Publicacao/Comunicacao
Intimação - sentença
SENTENÇA
Ementa - JUIZADO ESPECIAL CÍVEL. CONSUMIDOR. SERVIÇO BANCÁRIO. GOLPE DO PIX NO INSTAGRAM. ACESSO AO APARELHO CELULAR DA VÍTIMA. CAPTURA DE DADOS (PHISHING). COMPRA NO CARTÃO DE CRÉDITO MEDIANTE FRAUDE. FORTUITO EXTERNO. CULPA EXCLUSIVA DA VÍTIMA OU DE TERCEIRO. SÚMULA 479 DO STJ. NÃO APLICAÇÃO. AUSÊNCIA DE RESPONSABILIDADE. 1. As condições da ação devem ser aferidas com base na teoria da asserção, verificando-se as alegações contidas na petição inicial; a análise sobre a inexistência de responsabilidade pelos danos alegados pelo autor confunde-se com o mérito da ação. Preliminar rejeitada. 2. Verifica-se que a recorrida, ao entrar em contato com os estelionatários via aplicativo de WhatsApp e realizado Pix em seu favor, teve seus dados capturados, viabilizando a compra por meio de cartão de crédito.
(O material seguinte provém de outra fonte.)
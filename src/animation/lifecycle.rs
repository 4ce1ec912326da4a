//! Open/close animation state machine for the artifact panel.

use super::scheduler::{Fired, Scheduler, TimerEvent, TimerId};
use crate::ui::core::scroll_lock::{ScrollLease, ScrollLock};
use std::time::Duration;

/// Visual state of the panel
#[derive(Debug, Clone, Copy, PartialEq, Eq, Default)]
pub enum PanelState {
    #[default]
    Closed,
    Opening,
    Open,
    Closing,
}

impl PanelState {
    /// Opening or Open: the panel is (becoming) visible
    pub fn is_visible(self) -> bool {
        matches!(self, PanelState::Opening | PanelState::Open)
    }

    /// Opening or Closing
    pub fn is_animating(self) -> bool {
        matches!(self, PanelState::Opening | PanelState::Closing)
    }

    pub fn label(self) -> &'static str {
        match self {
            PanelState::Closed => "closed",
            PanelState::Opening => "opening",
            PanelState::Open => "open",
            PanelState::Closing => "closing",
        }
    }
}

/// Drives [`PanelState`] from the host's `is_open` signal.
///
/// At most one transition is pending at a time. Its timer id is kept in
/// `pending`; a new signal clears it before scheduling the next one and only
/// the timer matching `pending` may complete a transition.
#[derive(Debug)]
pub struct PanelLifecycle {
    state: PanelState,
    pending: Option<TimerId>,
    duration: Duration,
    scroll_lock: ScrollLock,
    lease: Option<ScrollLease>,
    escape_armed: bool,
}

impl PanelLifecycle {
    pub fn new(duration: Duration, scroll_lock: ScrollLock) -> Self {
        Self {
            state: PanelState::Closed,
            pending: None,
            duration,
            scroll_lock,
            lease: None,
            escape_armed: false,
        }
    }

    pub fn state(&self) -> PanelState {
        self.state
    }

    /// Whether Esc currently maps to a close request
    pub fn escape_armed(&self) -> bool {
        self.escape_armed
    }

    pub fn has_pending_transition(&self) -> bool {
        self.pending.is_some()
    }

    /// Feed the host's `is_open` value.
    ///
    /// Returns the new state when it changed. Re-opening while Closing jumps
    /// straight to Opening without waiting for Closed.
    pub fn set_open(&mut self, is_open: bool, scheduler: &mut Scheduler) -> Option<PanelState> {
        self.escape_armed = is_open;

        let next = match (is_open, self.state) {
            (true, PanelState::Closed | PanelState::Closing) => Some(PanelState::Opening),
            (false, PanelState::Open | PanelState::Opening) => Some(PanelState::Closing),
            _ => None,
        };

        if let Some(next) = next {
            if let Some(stale) = self.pending.take() {
                scheduler.clear(stale);
            }
            self.pending = Some(scheduler.set_timeout(self.duration, TimerEvent::PanelSettle));
            self.enter(next);
        }
        next
    }

    /// Complete the pending transition if `fired` is its timer
    pub fn on_timer(&mut self, fired: &Fired) -> Option<PanelState> {
        if fired.event != TimerEvent::PanelSettle || self.pending != Some(fired.id) {
            return None;
        }
        self.pending = None;

        let next = match self.state {
            PanelState::Opening => PanelState::Open,
            PanelState::Closing => PanelState::Closed,
            settled => settled,
        };
        if next == self.state {
            return None;
        }
        self.enter(next);
        Some(next)
    }

    fn enter(&mut self, next: PanelState) {
        log::debug!("Panel: {} -> {}", self.state.label(), next.label());
        self.state = next;
        if next.is_visible() {
            if self.lease.is_none() {
                self.lease = Some(self.scroll_lock.acquire());
            }
        } else {
            self.lease = None;
        }
    }

    /// Cancel the pending transition and release global effects
    pub fn teardown(&mut self, scheduler: &mut Scheduler) {
        if let Some(pending) = self.pending.take() {
            scheduler.clear(pending);
        }
        self.lease = None;
        self.escape_armed = false;
    }
}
Trata-se de fraude comum denominada phishing, em que o fraudador, mediante acesso da vítima, captura dados pessoais e do aparelho os quais utiliza na fraude. 3. A conduta dolosa do fraudador, alheia à atividade bancária, e o próprio comportamento da vítima, acabaram por propiciar a consumação do delito, de forma a transpor os limites da responsabilidade objetiva pelo risco da atividade. Dessa forma, está caracterizada a hipótese de culpa exclusiva da vítima e de terceiro, excludente de responsabilidade civil da instituição financeira, nos termos do art. 14, § 3º, II, do CDC, a afastar a pretensão indenizatória do recorrente, sobretudo porque a compra no cartão de crédito foi realizada com senha pessoal da consumidora e está dentro do seu perfil de movimentação financeira, sendo impossível o banco verificar a ocorrência de fraude e acionar mecanismos de segurança para bloqueio da transação. 4. O Enunciado n. 479 da Súmula do STJ não se aplica ao caso concreto, pois este trata de fortuito externo, estranho ao serviço oferecido pelo banco, em que a instituição não esteve envolvida direta ou indiretamente no ilícito sofrido pela recorrida. 5. Recurso CONHECIDO e PROVIDO para reformar a sentença e julgar o pedido improcedente. Sem custas e sem honorários, ante a ausência de recorrente vencido.